Côte des Neiges–Notre Dame de Grâce is first in size but last in funding, deplores Borough Mayor Sue Montgomery, after Montreal tabled its 2021 budget last Thursday.
Montreal’s most populous borough is being neglected by the centre city through insufficient transfers and “dead last” in terms of per capita funding, she says, with local priority projects excluded from the budget. “I cannot support a budget in good conscience that is so clearly inequitable and discriminates against our borough. There is no doubt CDN-NDG is not getting its fair share of city funds.”
Since boroughs were created in 2002, CDN-NDG has suffered from chronic underfunding, says Montgomery, and the gap remains. For 2021, the city allocated $401 per resident of CDN-NDG for the operating budget, covering recurring expenses such as salaries, park maintenance and programming in community centres. Other boroughs, she says, receive on average $548.40 per resident.
“In 2017, I ran on the promise to fight for Côte des Neiges–Notre Dame de Grâce and to address the underfunding of our borough. My values haven’t changed.
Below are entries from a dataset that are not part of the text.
//! Rendering of results for stdout.

use midsin_common::{ErrorReport, SCHEMA_VERSION};
use serde::Serialize;
use serde_json::Value;

use crate::curves::{dose_response, posterior_plot, DoseResponseCurve, PosteriorPlot, DEFAULT_CURVE_POINTS};
use crate::evaluate::{ResultRecord, ResultSummary};
use crate::records::RowFailure;

/// Top-level JSON document for a command.
#[derive(Debug, Serialize)]
pub struct Envelope<'a, T: Serialize> {
    pub schema_version: &'static str,
    pub run_id: &'a str,
    pub command: &'a str,
    pub results: &'a [T],
    #[serde(skip_serializing_if = "Vec::is_empty")]
    pub errors: Vec<ErrorReport>,
}

impl<'a, T: Serialize> Envelope<'a, T> {
    pub fn new(run_id: &'a str, command: &'a str, results: &'a [T]) -> Self {
        Envelope {
            schema_version: SCHEMA_VERSION,
            run_id,
            command,
            results,
            errors: Vec::new(),
        }
    }

    pub fn with_failures(mut self, failures: &[RowFailure]) -> Self {
        self.errors = failures.iter().map(failure_report).collect();
        self
    }
}

pub fn failure_report(failure: &RowFailure) -> ErrorReport {
    let mut report = ErrorReport::from(&failure.error).with_context("line", failure.line);
    if let Some(label) = failure.label.as_deref().filter(|l| !l.is_empty()) {
        report = report.with_context("label", label);
    }
    report
}

/// How much of each result goes into JSON output.
#[derive(Debug, Clone, Copy, Default, PartialEq, Eq)]
pub struct Detail {
    /// Full record with the tabulated posterior instead of the summary.
    pub posterior: bool,
    pub plots: bool,
}

#[derive(Debug, Serialize)]
pub struct PlotData {
    pub posterior: PosteriorPlot,
    pub dose_response: DoseResponseCurve,
}

impl PlotData {
    pub fn for_record(record: &ResultRecord) -> Self {
        PlotData {
            posterior: posterior_plot(record),
            dose_response: dose_response(record, DEFAULT_CURVE_POINTS),
        }
    }
}

/// JSON value of one result at the requested detail.
pub fn result_value(record: &ResultRecord, detail: Detail) -> serde_json::Result<Value> {
    let mut value = if detail.posterior {
        serde_json::to_value(record)?
    } else {
        serde_json::to_value(record.to_summary())?
    };
    if detail.plots {
        if let Value::Object(map) = &mut value {
            map.insert("plots".to_string(), serde_json::to_value(PlotData::for_record(record))?);
        }
    }
    Ok(value)
}

fn fixed(v: f64, digits: usize) -> String {
    if v.is_nan() {
        "nan".to_string()
    } else {
        format!("{:.*}", digits, v)
    }
}

fn percent(coverage: f64) -> String {
    crate::records::format_value((coverage * 100.0 * 1e6).round() / 1e6)
}

/// `example: mode 8.983 [68% 8.86, 9.09] [95% 8.73, 9.20] RM 10.194 SK 10.188`
pub fn summary_line(summary: &ResultSummary) -> String {
    let label = summary.label.as_deref().unwrap_or("-");
    if summary.state.is_degenerate() {
        return format!("{}: {} (limit of detection)", label, summary.state);
    }
    let mut line = format!("{}: mode {}", label, fixed(summary.mode, 3));
    for ci in &summary.intervals {
        line.push_str(&format!(
            " [{}% {}, {}]",
            percent(ci.coverage),
            fixed(ci.lower, 2),
            fixed(ci.upper, 2)
        ));
    }
    line.push_str(&format!(
        " RM {} SK {}",
        fixed(summary.reed_muench, 3),
        fixed(summary.spearman_kaerber, 3)
    ));
    line
}

pub fn render_summary(records: &[ResultRecord]) -> String {
    let mut out = String::new();
    for rec in records {
        out.push_str(&summary_line(&rec.to_summary()));
        out.push('\n');
    }
    out
}

/// Markdown table, one assay per row. Interval columns follow the first
/// record's coverages.
pub fn render_markdown(records: &[ResultRecord]) -> String {
    let coverages: Vec<f64> = records
        .first()
        .map(|r| r.posterior.coverages.clone())
        .unwrap_or_default();

    let mut header = vec![
        "Label".to_string(),
        "State".to_string(),
        "Mode".to_string(),
    ];
    for &c in &coverages {
        header.push(format!("{}% CI", percent(c)));
    }
    header.push("RM".to_string());
    header.push("SK".to_string());

    let mut out = String::new();
    out.push_str(&format!("| {} |\n", header.join(" | ")));
    out.push_str(&format!("|{}\n", "---|".repeat(header.len())));

    for rec in records {
        let s = rec.to_summary();
        let mut cells = vec![
            s.label.clone().unwrap_or_default(),
            s.state.to_string(),
            fixed(s.mode, 3),
        ];
        for ci in &s.intervals {
            cells.push(format!("{} to {}", fixed(ci.lower, 2), fixed(ci.upper, 2)));
        }
        cells.push(fixed(s.reed_muench, 3));
        cells.push(fixed(s.spearman_kaerber, 3));
        out.push_str(&format!("| {} |\n", cells.join(" | ")));
    }
    out
}

pub fn render_json<T: Serialize>(value: &T) -> serde_json::Result<String> {
    serde_json::to_string_pretty(value)
}

/// One compact JSON document per item.
pub fn render_jsonl<T: Serialize>(items: &[T]) -> serde_json::Result<String> {
    let mut out = String::new();
    for item in items {
        out.push_str(&serde_json::to_string(item)?);
        out.push('\n');
    }
    Ok(out)
}

#[cfg(test)]
mod tests {
    use super::*;
    use crate::evaluate::evaluate_default;
    use crate::records::example_input;

    #[test]
    fn summary_line_lists_every_interval() {
        let rec = evaluate_default(&example_input()).unwrap();
        let line = summary_line(&rec.to_summary());
        assert!(line.starts_with("example: mode "), "{}", line);
        assert!(line.contains("[68% "));
        assert!(line.contains("[95% "));
        assert!(line.contains(" SK 10.18"), "{}", line);
    }

    #[test]
    fn summary_line_for_degenerate_assay() {
        let mut input = example_input();
        input.infected_wells = vec![8; 11];
        let rec = evaluate_default(&input).unwrap();
        assert_eq!(summary_line(&rec.to_summary()), "example: full (limit of detection)");
    }

    #[test]
    fn markdown_table_shape() {
        let rec = evaluate_default(&example_input()).unwrap();
        let md = render_markdown(&[rec.clone(), rec]);
        let lines: Vec<&str> = md.lines().collect();
        assert_eq!(lines.len(), 4);
        assert_eq!(lines[0], "| Label | State | Mode | 68% CI | 95% CI | RM | SK |");
        assert_eq!(lines[1], "|---|---|---|---|---|---|---|");
        assert!(lines[2].starts_with("| example | normal | "));
    }

    #[test]
    fn jsonl_is_one_line_per_item() {
        let rec = evaluate_default(&example_input()).unwrap();
        let out = render_jsonl(&[rec.to_summary(), rec.to_summary()]).unwrap();
        assert_eq!(out.lines().count(), 2);
        for line in out.lines() {
            let v: serde_json::Value = serde_json::from_str(line).unwrap();
            assert_eq!(v["state"], "normal");
        }
    }

    #[test]
    fn result_value_detail_levels() {
        let rec = evaluate_default(&example_input()).unwrap();

        let summary = result_value(&rec, Detail::default()).unwrap();
        assert!(summary.get("grid").is_none());
        assert!(summary.get("plots").is_none());
        assert_eq!(summary["intervals"].as_array().unwrap().len(), 2);

        let full = result_value(
            &rec,
            Detail {
                posterior: true,
                plots: true,
            },
        )
        .unwrap();
        assert_eq!(full["grid"].as_array().unwrap().len(), rec.posterior.grid.len());
        assert_eq!(
            full["plots"]["dose_response"]["log_dilutions"].as_array().unwrap().len(),
            DEFAULT_CURVE_POINTS
        );
        assert_eq!(full["plots"]["posterior"]["limit_of_detection"], false);
    }

    #[test]
    fn envelope_carries_version_and_errors() {
        let failures = vec![RowFailure {
            line: 4,
            label: Some("bad".to_string()),
            error: midsin_common::Error::MalformedRecord {
                line: 4,
                message: "missing '#'".to_string(),
            },
        }];
        let results: Vec<ResultSummary> = Vec::new();
        let env = Envelope::new("run-test", "batch", &results).with_failures(&failures);
        let v = serde_json::to_value(&env).unwrap();
        assert_eq!(v["schema_version"], SCHEMA_VERSION);
        assert_eq!(v["errors"][0]["code"], 12);
        assert_eq!(v["errors"][0]["context"]["line"], 4);
        assert_eq!(v["errors"][0]["context"]["label"], "bad");
    }
}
I am disappointed that again this year, Projet Montréal has broken its promise to end the underfunding of CDN-NDG… Unless there are substantial amendments to give CDN-NDG its fair share, I feel obliged to vote against this budget.”
NDG councillor Peter McQueen said there is great news in the budget for small businesses, a five percent tax reduction for small local businesses in 2021. “This is the third year in a row that we are lowering their taxes and decided to go even lower because of the horrible 2020 they have suffered due to Covid,” said McQueen in a social media post.” Additionally, “the lowered tax rate applies to the first $750,000 of commercial evaluation, up from $500,000 two years ago.” McQueen says this will help on streets like Sherbrooke and Monkland, where often there are three or four storefronts in one big building, as opposed to just one storefront on the ground floor of a triplex like in Verdun, Sud Ouest, Plateau, etc.
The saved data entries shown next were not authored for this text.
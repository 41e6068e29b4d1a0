//! Piecewise-linear interpolation over a non-decreasing abscissa.
//!
//! Used to invert a tabulated CDF: the abscissa is the CDF, the ordinate the
//! grid. Flat stretches of the CDF (repeated abscissa values) resolve to the
//! first tabulated point at or above the query.

use thiserror::Error;

#[derive(Debug, Clone, PartialEq, Error)]
pub enum InterpError {
    #[error("interpolation needs at least 2 points, got {0}")]
    TooFewPoints(usize),

    #[error("abscissa and ordinate lengths differ ({xs} vs {ys})")]
    LengthMismatch { xs: usize, ys: usize },

    #[error("abscissa is not finite at index {0}")]
    NonFinite(usize),

    #[error("abscissa decreases at index {0}")]
    NotMonotone(usize),
}

/// Linear interpolant returning `fill` outside `[xs[0], xs[last]]`.
#[derive(Debug, Clone, PartialEq)]
pub struct MonotoneInterp {
    xs: Vec<f64>,
    ys: Vec<f64>,
    fill: f64,
}

impl MonotoneInterp {
    pub fn new(xs: Vec<f64>, ys: Vec<f64>, fill: f64) -> Result<Self, InterpError> {
        if xs.len() != ys.len() {
            return Err(InterpError::LengthMismatch {
                xs: xs.len(),
                ys: ys.len(),
            });
        }
        if xs.len() < 2 {
            return Err(InterpError::TooFewPoints(xs.len()));
        }
        if let Some(i) = xs.iter().position(|x| !x.is_finite()) {
            return Err(InterpError::NonFinite(i));
        }
        if let Some(i) = xs.windows(2).position(|w| w[1] < w[0]) {
            return Err(InterpError::NotMonotone(i + 1));
        }
        Ok(Self { xs, ys, fill })
    }

    pub fn lower(&self) -> f64 {
        self.xs[0]
    }

    pub fn upper(&self) -> f64 {
        self.xs[self.xs.len() - 1]
    }

    pub fn eval(&self, t: f64) -> f64 {
        if t.is_nan() || t < self.lower() || t > self.upper() {
            return self.fill;
        }
        let j = self.xs.partition_point(|&x| x < t);
        if j == 0 {
            return self.ys[0];
        }
        let (x0, x1) = (self.xs[j - 1], self.xs[j]);
        let (y0, y1) = (self.ys[j - 1], self.ys[j]);
        if x1 == x0 {
            return y1;
        }
        y0 + (t - x0) * (y1 - y0) / (x1 - x0)
    }
}

#[cfg(test)]
mod tests {
    use super::*;

    #[test]
    fn interpolates_linearly() {
        let f = MonotoneInterp::new(vec![0.0, 0.5, 1.0], vec![10.0, 20.0, 40.0], 0.0).unwrap();
        assert_eq!(f.eval(0.0), 10.0);
        assert_eq!(f.eval(0.25), 15.0);
        assert_eq!(f.eval(0.75), 30.0);
        assert_eq!(f.eval(1.0), 40.0);
    }

    #[test]
    fn outside_range_is_fill() {
        let f = MonotoneInterp::new(vec![0.0, 1.0], vec![3.0, 4.0], -7.0).unwrap();
        assert_eq!(f.eval(-1e-9), -7.0);
        assert_eq!(f.eval(1.0 + 1e-9), -7.0);
        assert_eq!(f.eval(f64::NAN), -7.0);
    }

    #[test]
    fn plateau_resolves_to_first_point_at_or_above() {
        // A CDF that stays at zero over the first few grid points.
        let f = MonotoneInterp::new(
            vec![0.0, 0.0, 0.0, 0.5, 1.0],
            vec![1.0, 2.0, 3.0, 4.0, 5.0],
            0.0,
        )
        .unwrap();
        assert_eq!(f.eval(0.0), 1.0);
        assert!((f.eval(0.25) - 3.5).abs() < 1e-12);
    }

    #[test]
    fn rejects_bad_tables() {
        assert_eq!(
            MonotoneInterp::new(vec![0.0], vec![1.0], 0.0).unwrap_err(),
            InterpError::TooFewPoints(1)
        );
        assert!(matches!(
            MonotoneInterp::new(vec![0.0, 1.0], vec![1.0], 0.0).unwrap_err(),
            InterpError::LengthMismatch { .. }
        ));
        assert_eq!(
            MonotoneInterp::new(vec![0.0, 1.0, 0.5], vec![1.0, 2.0, 3.0], 0.0).unwrap_err(),
            InterpError::NotMonotone(2)
        );
        assert_eq!(
            MonotoneInterp::new(vec![0.0, f64::NAN], vec![1.0, 2.0], 0.0).unwrap_err(),
            InterpError::NonFinite(1)
        );
    }
}
//! Shared types for midsin crates.
//!
//! - Error taxonomy with stable codes and remediation hints
//! - Output format specifications
//! - Schema versioning

pub mod error;
pub mod output;
pub mod schema;

pub use error::{format_error_human, Error, ErrorCategory, ErrorReport, Result, SuggestedAction};
pub use output::OutputFormat;
pub use schema::SCHEMA_VERSION;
Chronic underfunding was a central push for the founding by Alex Montagano and Neal Mukherjee of the first borough-specific party Equipe CDN-NDG. “Once again, CDN-NDG has the distinction of receiving the lowest per capita operational and investment budget in the city,” says Montagano.
The budget “is an embarrassing indictment of this council’s failure to defend CDN-NDG interests…” he says, adding with a “ridiculously small budget it is incapable of fulfilling its primary mandate of delivering basic services. Clean and safe streets and parks, removing of waste and snow removal.
Montgomery laments the slow progress on funding for work in the Hippodrome sector, which will only begin three years from now. The extension of Cavendish Boulevard is a requirement for redeveloping the Hippodrome lands and the majority of investments in this key infrastructure project are only planned for after 2026. These delays threaten the creation of a new neighbourhood and the promise of 6,000 housing units. “Without the Cavendish extension, we break our commitment to the province of Quebec, and we are killing the hopes of Côte des Neiges residents who have serious housing needs.”
Montagano wants to see more attention to basics. “This administration is telling us about all these expensive new projects, while forgetting to take care of the basics. It classifies 40% of our roads as ‘bad’ or ‘really bad’, 35% of the water we pump gets lost in the ground before it even reaches our taps, and now they’re talking about cutting garbage collection to once every other week. Before we start taking on more responsibilities, we should make sure our basics are covered.”
“Do you know that 34.8% of the ten-year investment plan (PTI) will be financed by debt? Montreal is already up to its eyeballs in debt. A credit rating cut is coming. Plante and Dorais are going to have to explain themselves to Bay Street again.” Montgomery did vote for the budget at the borough level however, after Snowdon councillor Marvin Rotrand challenged her to vote against, not that it would stop the centre city from adopting the budget he said, “but they can try to meet us by trying to improve the budget so that it can respond to our needs.”
“If we don’t vote for it, it will go downtown and I’m fearful that we will lose control of what pittance we have control over,” she replied, adding “we are underfunded, but there are some good projects in this budget and I want to see them go ahead.” The budget passed borough council with Côte des Neiges councillor Magda Popeanu, Peter McQueen, Loyola councillor Christian Arseneault and Montgomery voting in favour, leaving Rotrand and Darlington’s Lionel Perez opposed.